● **What this task involves**
Filter the material, keeping only lines with the word "transport".

(Material for this task begins)

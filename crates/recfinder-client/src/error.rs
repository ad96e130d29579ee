//! Client error types.

use thiserror::Error;

/// Result type for API client operations.
pub type ClientResult<T> = Result<T, ClientError>;

/// Errors that can occur while talking to the platform API.
#[derive(Debug, Error)]
pub enum ClientError {
    #[error("Configuration error: {0}")]
    Config(String),

    #[error("Authentication failed: {0}")]
    AuthError(String),

    #[error("Permission denied: {0}")]
    PermissionDenied(String),

    #[error("Unauthorized: {0}")]
    Unauthorized(String),

    #[error("Rate limited: {0}")]
    RateLimited(String),

    #[error("Server error ({0}): {1}")]
    ServerError(u16, String),

    #[error("Request failed ({0}): {1}")]
    RequestFailed(u16, String),

    #[error("Invalid response: {0}")]
    InvalidResponse(String),

    #[error("Network error: {0}")]
    Network(#[from] reqwest::Error),

    #[error("JSON error: {0}")]
    Json(#[from] serde_json::Error),
}

impl ClientError {
    pub fn config(msg: impl Into<String>) -> Self {
        Self::Config(msg.into())
    }

    pub fn auth_error(msg: impl Into<String>) -> Self {
        Self::AuthError(msg.into())
    }

    pub fn invalid_response(msg: impl Into<String>) -> Self {
        Self::InvalidResponse(msg.into())
    }

    /// Classify a non-success HTTP status.
    pub fn from_http_status(status: u16, msg: impl Into<String>) -> Self {
        let msg = msg.into();
        match status {
            401 => Self::Unauthorized(msg),
            403 => Self::PermissionDenied(msg),
            429 => Self::RateLimited(msg),
            500..=599 => Self::ServerError(status, msg),
            _ => Self::RequestFailed(status, msg),
        }
    }

    /// HTTP status carried by this error, if any.
    pub fn http_status(&self) -> Option<u16> {
        match self {
            ClientError::Unauthorized(_) => Some(401),
            ClientError::PermissionDenied(_) => Some(403),
            ClientError::RateLimited(_) => Some(429),
            ClientError::ServerError(status, _) | ClientError::RequestFailed(status, _) => {
                Some(*status)
            }
            ClientError::Network(e) => e.status().map(|s| s.as_u16()),
            _ => None,
        }
    }

    /// Check if error is a transport-level failure worth retrying.
    ///
    /// An expired token surfaces as 401, which a retry after
    /// re-authentication can recover from.
    pub fn is_retryable(&self) -> bool {
        match self {
            ClientError::Network(_)
            | ClientError::Unauthorized(_)
            | ClientError::RateLimited(_)
            | ClientError::ServerError(_, _) => true,
            ClientError::RequestFailed(status, _) => *status == 408,
            _ => false,
        }
    }

    /// Check if the request never produced a usable 2xx response: a
    /// transport failure or any non-success status.
    ///
    /// Decoding failures of a 2xx body are excluded; repeating the request
    /// would return the same body.
    pub fn is_failed_exchange(&self) -> bool {
        match self {
            ClientError::Network(_) => true,
            other => other.http_status().is_some(),
        }
    }
}

#[cfg(test)]
mod tests {
    use super::*;

    #[test]
    fn test_from_http_status_classification() {
        assert!(matches!(
            ClientError::from_http_status(401, "expired"),
            ClientError::Unauthorized(_)
        ));
        assert!(matches!(
            ClientError::from_http_status(403, "denied"),
            ClientError::PermissionDenied(_)
        ));
        assert!(matches!(
            ClientError::from_http_status(429, "slow down"),
            ClientError::RateLimited(_)
        ));
        assert!(matches!(
            ClientError::from_http_status(503, "unavailable"),
            ClientError::ServerError(503, _)
        ));
        assert!(matches!(
            ClientError::from_http_status(404, "missing"),
            ClientError::RequestFailed(404, _)
        ));
    }

    #[test]
    fn test_retryable_statuses() {
        for status in [401, 408, 429, 500, 502, 503] {
            assert!(
                ClientError::from_http_status(status, "x").is_retryable(),
                "{} should be retryable",
                status
            );
        }
        for status in [400, 403, 404, 409] {
            assert!(
                !ClientError::from_http_status(status, "x").is_retryable(),
                "{} should not be retryable",
                status
            );
        }
    }

    #[test]
    fn test_malformed_body_is_not_retryable() {
        let err = ClientError::invalid_response("missing access_token");
        assert!(!err.is_retryable());
        assert_eq!(err.http_status(), None);
    }

    #[test]
    fn test_http_status_getter() {
        assert_eq!(ClientError::from_http_status(502, "bad gateway").http_status(), Some(502));
        assert_eq!(ClientError::PermissionDenied("x".into()).http_status(), Some(403));
    }

    #[test]
    fn test_failed_exchange_covers_every_status() {
        for status in [400, 401, 403, 404, 408, 429, 500, 503] {
            assert!(
                ClientError::from_http_status(status, "x").is_failed_exchange(),
                "status {} should count as a failed exchange",
                status
            );
        }
        assert!(!ClientError::invalid_response("bad token body").is_failed_exchange());
        assert!(!ClientError::auth_error("no session").is_failed_exchange());
        let json_err = serde_json::from_str::<serde_json::Value>("{").unwrap_err();
        assert!(!ClientError::from(json_err).is_failed_exchange());
    }
}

(Material for this task ends)

● **Written answer**
    /// Check if error is a transport-level failure worth retrying.
    /// transport failure or any non-success status.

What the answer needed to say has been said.